Including a toddler in cooking is much easier said than done. Toddlers love to be helpful and it’s incredibly beneficial for them too. Unfortunately, it can be really hard to find the extra time and energy required to let our toddlers help! Toddlers naturally slow tasks down and produce extra cleanup. But on the flip side, helping out with cooking and other real chores captures the child’s natural desire to be a contributing member of the family, building their sense of community, their desire to be helpful, and their self-confidence. For a toddler, chores are also a challenge – helping them to develop their fine or large motor skills, their focus, and their ability to understand a relatively complex task.
Here are a few not-so-unhelpful ways my little one helps in the kitchen:
- Washing beans or vegetables by repeatedly dumping water over them while they are in the colander in the sink
- Making microwave scrambled eggs (I’ll post again with our egg strategy?)
- Making rice
Making rice is basically a spooning activity.

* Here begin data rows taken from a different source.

//! Lazily loaded provider configuration
//!
//! Read from the settings source on first use and cached until
//! [`invalidate`](ProviderConfigCache::invalidate) is called.

use crate::ports::llm_provider::ProviderError;
use crate::ports::settings::SettingsSource;
use ledger_domain::ProviderConfig;
use std::sync::Arc;
use tokio::sync::RwLock;
use tracing::debug;

pub struct ProviderConfigCache {
    source: Arc<dyn SettingsSource>,
    cached: RwLock<Option<ProviderConfig>>,
}

impl ProviderConfigCache {
    pub fn new(source: Arc<dyn SettingsSource>) -> Self {
        Self {
            source,
            cached: RwLock::new(None),
        }
    }

    /// The cached configuration, loading it on first use.
    ///
    /// A configuration without an API key is a [`ProviderError::Configuration`]
    /// and is not cached.
    pub async fn get(&self) -> Result<ProviderConfig, ProviderError> {
        if let Some(config) = self.cached.read().await.as_ref() {
            return Ok(config.clone());
        }

        let mut slot = self.cached.write().await;
        if let Some(config) = slot.as_ref() {
            return Ok(config.clone());
        }

        let config = self.source.provider_config().await?;
        if !config.has_api_key() {
            return Err(ProviderError::Configuration(
                "no API key configured".to_string(),
            ));
        }
        debug!(model = %config.model, "Loaded provider configuration");
        *slot = Some(config.clone());
        Ok(config)
    }

    /// Drop the cached value; the next [`get`](Self::get) reloads.
    pub async fn invalidate(&self) {
        *self.cached.write().await = None;
        debug!("Provider configuration invalidated");
    }
}
//! Argument checks shared by the tool handlers.

use ledger_domain::{DefaultToolValidator, ToolArguments, ToolDefinition, ToolError, ToolValidator};
use serde::Serialize;
use serde_json::Value;

/// Check `args` against the handler's own definition.
pub(crate) fn validate_args(
    definition: &ToolDefinition,
    args: &ToolArguments,
) -> Result<(), ToolError> {
    DefaultToolValidator
        .validate(args, definition)
        .map_err(ToolError::invalid_argument)
}

/// Serialize a handler's output.
pub(crate) fn to_output<T: Serialize>(value: &T) -> Result<Value, ToolError> {
    serde_json::to_value(value).map_err(|e| ToolError::execution_failed(e.to_string()))
}
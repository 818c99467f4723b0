//! Type definitions for the assistant engine.

use futures::Stream;
use ledger_domain::{ChatEvent, ConversationId, PendingActionSummary};
use serde::Serialize;
use serde_json::Value;
use std::pin::Pin;
use std::task::{Context, Poll};
use tokio::sync::mpsc;

/// Result of a turn-based exchange.
#[derive(Debug, Clone, PartialEq, Serialize)]
#[serde(rename_all = "camelCase")]
pub struct AssistantReply {
    pub conversation_id: ConversationId,
    /// Text of the final assistant message.
    pub response_text: String,
    /// Actions created during this turn that await the user's decision.
    pub pending_actions: Vec<PendingActionSummary>,
    /// The round cap was reached while the provider still requested tools.
    pub truncated: bool,
}

/// Result of executing an approved action.
#[derive(Debug, Clone, PartialEq, Serialize)]
#[serde(rename_all = "camelCase")]
pub struct ApprovalOutcome {
    pub success: bool,
    #[serde(skip_serializing_if = "Option::is_none")]
    pub result: Option<Value>,
    #[serde(skip_serializing_if = "Option::is_none")]
    pub error: Option<String>,
}

/// Events of one streamed turn.
///
/// Finite and single-consumer. Dropping it stops the producer at its next
/// emit, after it persists what it already executed.
pub struct ChatStream {
    conversation_id: ConversationId,
    receiver: mpsc::Receiver<ChatEvent>,
}

impl ChatStream {
    pub fn new(conversation_id: ConversationId, receiver: mpsc::Receiver<ChatEvent>) -> Self {
        Self {
            conversation_id,
            receiver,
        }
    }

    /// The conversation this turn belongs to (fresh when none was given).
    pub fn conversation_id(&self) -> &ConversationId {
        &self.conversation_id
    }

    pub async fn recv(&mut self) -> Option<ChatEvent> {
        self.receiver.recv().await
    }

    /// Drain the stream to its end.
    pub async fn collect_events(mut self) -> Vec<ChatEvent> {
        let mut events = Vec::new();
        while let Some(event) = self.receiver.recv().await {
            events.push(event);
        }
        events
    }
}

impl Stream for ChatStream {
    type Item = ChatEvent;

    fn poll_next(mut self: Pin<&mut Self>, cx: &mut Context<'_>) -> Poll<Option<Self::Item>> {
        self.receiver.poll_recv(cx)
    }
}
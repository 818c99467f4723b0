//! Prompt domain
//!
//! Templates for the system message sent on every turn.

mod template;

pub use template::PromptTemplate;
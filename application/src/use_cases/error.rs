//! Use-case level errors.

use crate::ports::llm_provider::ProviderError;
use crate::ports::store_error::StoreError;
use ledger_domain::{ConversationId, DomainError};
use thiserror::Error;

/// Errors surfaced by the assistant's use cases
#[derive(Error, Debug)]
pub enum AssistantError {
    /// Unknown id, or a conversation owned by another user.
    #[error("Conversation not found: {0}")]
    ConversationNotFound(ConversationId),

    /// Unknown id, already resolved, or past its expiry.
    #[error("Action not found or expired")]
    ActionNotFoundOrExpired,

    #[error("Provider error: {0}")]
    Provider(#[from] ProviderError),

    #[error("Store error: {0}")]
    Store(#[from] StoreError),

    #[error("Domain error: {0}")]
    Domain(#[from] DomainError),
}

impl AssistantError {
    /// Whether the error is the caller's fault (bad id) rather than a failure.
    pub fn is_not_found(&self) -> bool {
        matches!(
            self,
            AssistantError::ConversationNotFound(_) | AssistantError::ActionNotFoundOrExpired
        )
    }
}
//! Tool domain entities

use crate::core::error::DomainError;
use serde::{Deserialize, Serialize};
use serde_json::Value;
use std::collections::BTreeMap;

/// Argument payload of a tool call: an arbitrary JSON object.
///
/// Keys are unique by construction. The shape is only meaningful against the
/// owning tool's [`ToolDefinition`].
pub type ToolArguments = serde_json::Map<String, Value>;

/// Convert an arbitrary JSON value into a [`ToolArguments`] map.
///
/// `null` becomes an empty map (providers send it for argument-less calls);
/// any other non-object is rejected.
pub fn arguments_from_value(value: Value) -> Result<ToolArguments, DomainError> {
    match value {
        Value::Object(map) => Ok(map),
        Value::Null => Ok(ToolArguments::new()),
        other => Err(DomainError::ArgumentsNotAnObject(other.to_string())),
    }
}

/// Definition of a tool the assistant may call
#[derive(Debug, Clone, PartialEq, Serialize, Deserialize)]
pub struct ToolDefinition {
    /// Unique name of the tool (e.g., "createInvoice")
    pub name: String,
    /// Human-readable description sent to the provider
    pub description: String,
    /// Parameter specifications
    pub parameters: Vec<ToolParameter>,
    /// Whether a call must be approved by the user before it runs
    pub requires_confirmation: bool,
}

/// Parameter specification for a tool
#[derive(Debug, Clone, PartialEq, Serialize, Deserialize)]
pub struct ToolParameter {
    /// Parameter name
    pub name: String,
    /// Parameter description
    pub description: String,
    /// Whether this parameter is required
    pub required: bool,
    /// JSON type hint ("string", "number", "integer", "boolean")
    pub param_type: String,
    /// Allowed values, when the parameter is an enumeration
    #[serde(default, skip_serializing_if = "Vec::is_empty")]
    pub allowed_values: Vec<String>,
}

impl ToolDefinition {
    pub fn new(name: impl Into<String>, description: impl Into<String>) -> Self {
        Self {
            name: name.into(),
            description: description.into(),
            parameters: Vec::new(),
            requires_confirmation: false,
        }
    }

    pub fn with_parameter(mut self, param: ToolParameter) -> Self {
        self.parameters.push(param);
        self
    }

    /// Mark the tool as side-effecting: calls are deferred for approval.
    pub fn confirmed(mut self) -> Self {
        self.requires_confirmation = true;
        self
    }

    pub fn required_parameters(&self) -> impl Iterator<Item = &ToolParameter> {
        self.parameters.iter().filter(|p| p.required)
    }
}

impl ToolParameter {
    pub fn new(name: impl Into<String>, description: impl Into<String>, required: bool) -> Self {
        Self {
            name: name.into(),
            description: description.into(),
            required,
            param_type: "string".to_string(),
            allowed_values: Vec::new(),
        }
    }

    pub fn with_type(mut self, param_type: impl Into<String>) -> Self {
        self.param_type = param_type.into();
        self
    }

    pub fn with_allowed_values<I, S>(mut self, values: I) -> Self
    where
        I: IntoIterator<Item = S>,
        S: Into<String>,
    {
        self.allowed_values = values.into_iter().map(Into::into).collect();
        self
    }
}

/// The set of tool definitions the provider is told it can call.
///
/// Keyed by name; registering a name twice keeps the last definition.
/// Iteration is always in name order so the catalog sent to the provider is
/// stable between requests.
#[derive(Debug, Clone, Default)]
pub struct ToolCatalog {
    tools: BTreeMap<String, ToolDefinition>,
}

impl ToolCatalog {
    pub fn new() -> Self {
        Self::default()
    }

    /// Insert a definition, replacing any previous one with the same name.
    pub fn insert(&mut self, tool: ToolDefinition) {
        self.tools.insert(tool.name.clone(), tool);
    }

    pub fn get(&self, name: &str) -> Option<&ToolDefinition> {
        self.tools.get(name)
    }

    pub fn contains(&self, name: &str) -> bool {
        self.tools.contains_key(name)
    }

    /// All definitions, sorted by name.
    pub fn all(&self) -> impl Iterator<Item = &ToolDefinition> {
        self.tools.values()
    }

    pub fn names(&self) -> impl Iterator<Item = &str> {
        self.tools.keys().map(|s| s.as_str())
    }

    /// Confirmation flag for `name`; unknown tools report `false`.
    pub fn requires_confirmation(&self, name: &str) -> bool {
        self.tools
            .get(name)
            .map(|t| t.requires_confirmation)
            .unwrap_or(false)
    }

    pub fn len(&self) -> usize {
        self.tools.len()
    }

    pub fn is_empty(&self) -> bool {
        self.tools.is_empty()
    }
}

/// A provider's request to run a tool.
#[derive(Debug, Clone, PartialEq, Serialize, Deserialize)]
pub struct ToolCall {
    /// Provider-assigned correlation id (e.g. "toolu_01A...")
    pub id: String,
    /// Name of the tool to call
    pub name: String,
    /// Arguments passed to the tool
    #[serde(default)]
    pub arguments: ToolArguments,
}

impl ToolCall {
    pub fn new(id: impl Into<String>, name: impl Into<String>) -> Self {
        Self {
            id: id.into(),
            name: name.into(),
            arguments: ToolArguments::new(),
        }
    }

    pub fn with_arg(mut self, key: impl Into<String>, value: impl Into<Value>) -> Self {
        self.arguments.insert(key.into(), value.into());
        self
    }

    pub fn with_arguments(mut self, arguments: ToolArguments) -> Self {
        self.arguments = arguments;
        self
    }
}

/// Typed accessors over a [`ToolArguments`] map, for tool handlers.
pub trait ArgumentsExt {
    fn get_str(&self, key: &str) -> Option<&str>;
    fn require_str(&self, key: &str) -> Result<&str, String>;
    fn get_f64(&self, key: &str) -> Option<f64>;
    fn get_i64(&self, key: &str) -> Option<i64>;
    fn get_bool(&self, key: &str) -> Option<bool>;
}

impl ArgumentsExt for ToolArguments {
    fn get_str(&self, key: &str) -> Option<&str> {
        self.get(key).and_then(|v| v.as_str())
    }

    fn require_str(&self, key: &str) -> Result<&str, String> {
        self.get_str(key)
            .ok_or_else(|| format!("Missing required argument: {}", key))
    }

    /// Numbers, or strings that parse as numbers ("12.5").
    fn get_f64(&self, key: &str) -> Option<f64> {
        match self.get(key)? {
            Value::Number(n) => n.as_f64(),
            Value::String(s) => s.trim().parse().ok(),
            _ => None,
        }
    }

    fn get_i64(&self, key: &str) -> Option<i64> {
        match self.get(key)? {
            Value::Number(n) => n.as_i64(),
            Value::String(s) => s.trim().parse().ok(),
            _ => None,
        }
    }

    fn get_bool(&self, key: &str) -> Option<bool> {
        self.get(key).and_then(|v| v.as_bool())
    }
}
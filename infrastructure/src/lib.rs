//! Infrastructure layer for ledger-assistant
//!
//! This crate contains adapters that implement the ports defined
//! in the application layer: the Anthropic provider, in-memory stores, the
//! tool registry with its sample tool families, configuration file loading
//! and JSONL transcript logging.

pub mod config;
pub mod logging;
pub mod persistence;
pub mod providers;
pub mod tools;

// Re-export commonly used types
pub use config::{
    ConfigIssue, ConfigLoader, FileAssistantConfig, FileConfig, FileProviderConfig,
    FileSettingsSource, Severity,
};
pub use logging::JsonlConversationLogger;
pub use persistence::{InMemoryConversationStore, InMemoryPendingActionStore};
pub use providers::AnthropicProvider;
pub use tools::{BusinessStore, JsonSchemaToolConverter, ToolRegistry, ToolRegistryBuilder};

I set my LO up on a cloth on the floor with the rice container, a pan (he loves a real pan), and a scooper, then I mostly just let him scoop as he will. Sometimes I say, ‘Oh look, there is a grain of rice on the floor. Let’s try to get the rice into the pan’ or ‘You scooped rice into the pan!’ I stay positive until he starts experimenting, and then we immediately move onto the next step.
Sometimes I add a couple more scoops of rice myself, then I slyly pour the rice into a liquid measuring cup and then back into the pan, so I know how much water we need. I measure the water and then we pour it in together. Then, he pops the lid on the pan and I put the pan on the stove. And last, but not least, we sweep! Rice that spilled on the mat, I pour right back in the container for next time.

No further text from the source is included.